Nuestro calendario actual no es tan antiguo como solemos creer. No siempre fue como hoy lo habitamos. El calendario gregoriano no surgió como un acto de genialidad aislada, sino como una lenta decantación de siglos, una búsqueda humana por domesticar el tiempo sin lograr nunca poseerlo del todo.
Los babilonios intuyeron el ritmo de los siete días; los egipcios fijaron la duración del año en 365; los romanos, con Julio César, ordenaron el calendario que luego revelaría su imperfección matemática. Fue el papa Gregorio XIII quien, en 1582, corrigió el desajuste. Pero aun así, ningún calendario logró jamás corregir el verdadero desfase: el que existe entre el tiempo que medimos y el tiempo que vivimos. Tras miles de años de ajustes, seguimos despidiendo un año el 31 de diciembre y recibiendo otro el 1.º de enero, como si el mundo pudiera recomenzar por decreto.
La experiencia nos enseña que nada cambia de un día para otro. Lo repiten los filósofos, los sociólogos, los historiadores. El ser no se transforma por el mero paso de una página en el almanaque. Y, sin embargo, tú y yo —aun sabiéndolo— necesitamos ese gesto simbólico de cierre. Porque el hombre no vive solo de verdades, sino también de esperanzas.
Nuestro cuerpo, cansado y erosionado por el 2025, aspira a alcanzar el 2026 aunque sea a rastras. No porque el número obre milagros, sino porque el símbolo sostiene. Un dígito nuevo parece ofrecer refugio a una humanidad que continúa extraviándose entre guerras, desigualdades y clamores silenciados. En un mundo saturado de estímulos, la soledad sigue alzando su bandera detrás del entretenimiento permanente.
Necesitamos la ilusión —tan humana como necesaria— de una nueva oportunidad. Un calendario nuevo que no esté gastado por el uso, que huela a comienzo, que contenga la promesa de semillas aún no sembradas.
Sabemos que, pasados dos días, probablemente sigamos recibiendo las mismas noticias, filtradas por algoritmos que deciden qué sentir y qué ignorar. Nada habrá cambiado en apariencia. Pero algo puede cambiar en la mirada.

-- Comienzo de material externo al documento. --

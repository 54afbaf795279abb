// Copyright (c) the spacetimedb-client authors 2025
// This file is licensed under the MIT, see license.md file

use std::{env, time::Duration};

use serde_json::json;
use spacetimedb_client::Client;

#[tokio::main]
async fn main() -> Result<(), Box<dyn std::error::Error>> {
	let base_url = env::var("SPACETIMEDB_URL")?;

	// Bootstrap: an unauthenticated client can only mint identities.
	let client = Client::new(&base_url)?;
	let record = client.create_identity().await?;
	println!("created identity {}", record.identity);

	// Rebuild the client with the issued credential.
	let client = Client::new(&base_url)?
		.with_token(record.token.clone())
		.with_identity(record.identity.clone());

	client.verify_identity(&record.identity).await?;
	println!("identity verified");

	let databases = client.databases(&record.identity).await?;
	println!("databases: {databases:?}");

	let Some(address) = databases.first() else {
		client.close().await?;
		return Ok(());
	};

	let info = client.database_info(address).await?;
	println!("connected database: {} ({})", info.name, info.address);

	let connection = client.connect(address).await?;
	connection
		.send(&json!({"type": "test", "data": "Hello, SpacetimeDB!"}))
		.await?;
	println!("sent test message");

	// Drain messages in the background until the session closes.
	let cancel = client.cancel_token();
	let receiver = tokio::spawn(async move {
		loop {
			tokio::select! {
				_ = cancel.cancelled() => break,
				message = connection.receive() => match message {
					Ok(message) => {
						println!("received: {message}")
					}
					Err(err) => {
						eprintln!("receive failed: {err}");
						break;
					}
				},
			}
		}
	});

	tokio::time::sleep(Duration::from_secs(5)).await;
	client.close().await?;
	receiver.await?;
	Ok(())
}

Si persistimos en la inercia, corremos el riesgo de repetir la escena que vio don Quijote en el Retablo de Maese Pedro: confundir los hilos con la verdad y descargar la furia contra los títeres. Como con Melisendra, podríamos dejarnos llevar por una épica mal comprendida y terminar destruyendo aquello que no comprendemos.
Por eso, en este año de cinco sentidos, deseo utilizarlos con más conciencia que nunca. Permanecer atentos, despiertos, hospitalarios con la verdad que habita en lo cotidiano. No permitir que el ruido nos arrebate el discernimiento ni que la confusión nos conduzca a un mundo donde no quede títere con cabeza.